Is it possible to solve for values in a matrix such that all rows and columns have equal sum?

Question

Is it possible to solve for values in a grid such that all rows have the same sum and all columns have the same sum where values in the table can be any real number?

meaning:

A B C D = x
E F G H = x
I J K L = x
M N O P = x
= = = =
y y y y

A+B+C+D=x  A+D+G+K=y
E+F+G+H=x  B+F+J+N=Y

I have developed a brute force genetic solver to find very near to correct values but I have to believe there is a better solution out there.

Many Thanks

Answer 1

A solution to this problem will only exist when $x = y$.

To see this, note that the sum of all entries in the matrix must be equal to both $4x$ and to $4y$, hence $4x = 4y$, hence $x = y$.

Answer 2

I am not sure if I was entirely clear, but here is one of the results that I was able to acheive from the brute force evolutionary solver I developed.

A B C D E        .6570  .7448   .7009   .7448   .6570  =  3.5045
F G H I J        .7448  .6570   .7009   .6570   .7448  =  3.5045
K L M N O        .7009  .7009   .7009   .7009   .7009  =  3.5045
P Q R S T        .7009  .7009   .7009   .7009   .7009  =  3.5045
U V W X Y        .7448  .6570   .7009   .6570   .7448  =  3.5045
Z @ $ % ^        .6570  .7448   .7009   .7448   .6570  =  3.5045
                   =       =       =       =       =
                 4.2054  4.2054  4.2054  4.2054  4.2054

Where values of inputs are fixed as A=E=Z=^
                                    B=D=F=J=U=Y=@=% etc, 

While similar results are acheived with all unique possible inputs things are simplified to speed up the solver.
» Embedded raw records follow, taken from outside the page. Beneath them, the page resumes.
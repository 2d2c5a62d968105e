use super::Engine;

use async_trait::async_trait;

use crate::{
    api::{PlanAPI, RouteAPI},
    canvas::{MapCanvas, TextDisplay},
    entities::{plan_waypoints, Coordinates},
    error::Error,
};

#[async_trait]
impl<R, S> PlanAPI for Engine<R, S>
where
    R: RouteAPI + Send + Sync,
    S: MapCanvas + TextDisplay + Send,
{
    #[tracing::instrument(skip(self))]
    async fn plan_waypoints(
        &self,
        waypoints: String,
        origin: Coordinates,
        destination: Coordinates,
        order: String,
    ) -> Result<Vec<Coordinates>, Error> {
        let planned = plan_waypoints(&waypoints, origin, destination, &order)?;

        tracing::info!(stops = planned.len(), "planned waypoint order");

        Ok(planned)
    }
}

#[test]
fn plans_through_the_engine() {
    use crate::format::Locale;
    use crate::testing::{RecordingCanvas, StubRoutes};
    use tokio_test::block_on;

    let engine = Engine::new(
        StubRoutes::default(),
        RecordingCanvas::default(),
        Locale::En,
        0.5,
    );
    let origin = Coordinates::new(35.7039, 139.7344);
    let destination = Coordinates::new(35.7005, 139.7424);

    let planned = block_on(engine.plan_waypoints(
        "139.7360,35.7010,139.7380,35.7020".into(),
        origin,
        destination,
        "2,1".into(),
    ))
    .unwrap();

    assert_eq!(planned.first(), Some(&origin));
    assert_eq!(planned.last(), Some(&destination));
    assert_eq!(planned[1], Coordinates::new(35.7020, 139.7380));
}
I am just wondering if there is any other way to achieve the same results in a more elegant fashion. I am noticing some interesting patterns emerging so I have to guess there might be a set of equations to solve for inputs given desired outputs. However, I am only an architect with some math coding and math experience, no specific expertise in these realms.

Best

Answer 3

A permutation matrix is a 0, 1 square matrix with a single 1 in each row and in each column. Clearly, all the row sums and all the column sums of a permutation matrix are 1. Now if $P_1,P_2,\dots,P_r$ are permutation matrices, and $c_1,c_2,\dots,c_r$ are any real numbers, then $$c_1P_1+c_2P_2+\cdots+c_rP_r$$ has the property that every row sum and every column sum is $c_1+c_2+\cdots+c_r$. So this lets you construct as many of these matrices as you'd like.

What's more, it can be proved that every square matrix with all row sums and all column sums equal can be written as such a linear combination of permutation matrices, so this construction doesn't just get lots of matrices, it gets all of them.